20.  The position of Laodicea with respect to the neighbouring streams is accurately described by Pliny N.H. v. 29 ‘Imposita est Lyco flumini, latera affluentibus Asopo et Capro’; see Tchihatcheff P. I. p. 258. Strabo xii. (l.c.) is more careless in his description (for it can hardly be, as Tchihatcheff assumes, that he has mistaken one of these two tributaries for the Lycus itself), ἐνταῦθα δὲ καὶ ὁ Κάπρος καὶ ὁ Λύκος συμβάλλε τῷ Μαιάνδρῳ ποταμῷ ποταμὸς εὐμεγέθης, where ἐνταῦθα refers to ὁ περὶ τὴν Λαοδίκειαν τόπος, and where by the junction of the stream with the Mæander must be intended the junction of the combined stream of the Lycus and Caprus. On the coins of Laodicea (Eckhel III. p. 166, Mionnet IV. p. 330, ib. Suppl. VII. p. 587, 589) the Lycus and Caprus appear together, being sometimes represented as a wolf and a wild-boar.
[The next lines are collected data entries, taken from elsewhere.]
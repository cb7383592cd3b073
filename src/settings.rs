use std::path::{Path, PathBuf};

pub const CONFIG_FILE_NAME: &str = "dbds.cfg";
pub const SCRIPTS_DIR_NAME: &str = "dbds_scripts";

/// Process exit statuses, one per error category.
#[derive(Debug, Clone, Copy, PartialEq, Eq)]
pub struct ExitCodes {
	pub general: u8,
	pub command_not_found: u8,
	pub command_line: u8,
	pub data_format: u8,
	pub system: u8,
}

impl ExitCodes {
	pub const DEFAULT: ExitCodes = ExitCodes {
		general: 1,
		command_not_found: 27,
		command_line: 64,
		data_format: 65,
		system: 71,
	};
}

impl Default for ExitCodes {
	fn default() -> Self {
		Self::DEFAULT
	}
}

/// Where the config file and scripts live, plus the exit codes the
/// dispatcher reports. Built once in `main` and passed down by reference.
#[derive(Debug, Clone)]
pub struct Settings {
	config_path: PathBuf,
	scripts_dir: PathBuf,
	exit_codes: ExitCodes,
}

impl Settings {
	/// Fixed names resolved against `root`.
	pub fn in_dir(root: &Path) -> Self {
		Self {
			config_path: root.join(CONFIG_FILE_NAME),
			scripts_dir: root.join(SCRIPTS_DIR_NAME),
			exit_codes: ExitCodes::DEFAULT,
		}
	}

	pub fn config_path(&self) -> &Path {
		&self.config_path
	}

	pub fn scripts_dir(&self) -> &Path {
		&self.scripts_dir
	}

	pub fn exit_codes(&self) -> &ExitCodes {
		&self.exit_codes
	}
}

impl Default for Settings {
	/// Relative to the current working directory.
	fn default() -> Self {
		Self::in_dir(Path::new(""))
	}
}
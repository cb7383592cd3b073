use std::{fs, io::Write, path::Path};

use tracing::info;

use crate::core::BatchExecutor;
use crate::error::{DbdsError, Result};
use crate::scripts::locate_all;

/// Runs drop, create, index and populate scripts in that order, each as one
/// batch. Every script must exist before the first one runs. The first
/// failure stops the run and nothing already applied is undone.
pub async fn rebuild<E, W>(db: &mut E, scripts_dir: &Path, mut output: W) -> Result<()>
where
	E: BatchExecutor,
	W: Write,
{
	let scripts = locate_all(scripts_dir)?;

	for (script, path) in scripts {
		let sql = fs::read_to_string(&path).map_err(|source| DbdsError::ScriptRead {
			path: path.clone(),
			source,
		})?;
		info!(script = %path.display(), bytes = sql.len(), "executing script");

		db.execute_batch(&sql)
			.await
			.map_err(|source| DbdsError::Execution { path, source })?;

		writeln!(output, "{}", script.done_message())
			.map_err(|e| DbdsError::io("Error writing to stdout", e))?;
	}

	Ok(())
}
The Asopus is omitted, either as being a less important stream or as being less capable of symbolical representation. Of modern travellers, Smith (p. 250), and after him Pococke (p. 72), have correctly described the position of the streams. Chandler (p. 227), misled by Strabo, mistakes the Caprus for the Lycus and the Lycus for the Mæander. The modern name of the Lycus is Tchoruk Sú.

21.  The modern name of Cadmus is Baba-Dagh, ‘The father of mountains.’

22.  Strabo xii. l.c. ἡ δὲ Λαοδίκεια μικρὰ πρότερον ὀῦσα ἀύξησιν ἔλαβεν ἐφ’ ἡμῶν καὶ τῶν ἡμετέρων πατέρων, καίτοι κακωθεῖσα ἐκ πολιορκίας ἐπὶ Μιθριδάτου τοῦ Ἐυπάτορος. Strabo flourished in the time of Augustus and the earlier years of Tiberius. The growing importance of Laodicea dates from before the age of Cicero: see p. 7.

23.  Strabo l.c.; Diog. Laert. ix. 11 § 106, 12 § 116; Philostr. Vit. Soph. i. 25; Eckhel Doctr. Num. Vet. III. p. 162, 163 sq.

24.  Rev. iii. 17; see below p. 43.

25.  Strabo l.c.

26.  The ruins of Laodicea have formed the quarry out of which the modern town of Denizli is built. Yet notwithstanding these depredations they are still very extensive, comprising an amphitheatre, two or three theatres, an aqueduct, etc. The amphitheatre was built by the munificence of a citizen of Laodicea only a few years after St Paul wrote, as the inscription testifies; Boeckh Corp. Inscr. no. 3935. See especially Hamilton I. p. 515 sq., who describes these ruins as ‘bearing the stamp of Roman extravagance and luxury, rather than of the stern and massive solidity of the Greeks.’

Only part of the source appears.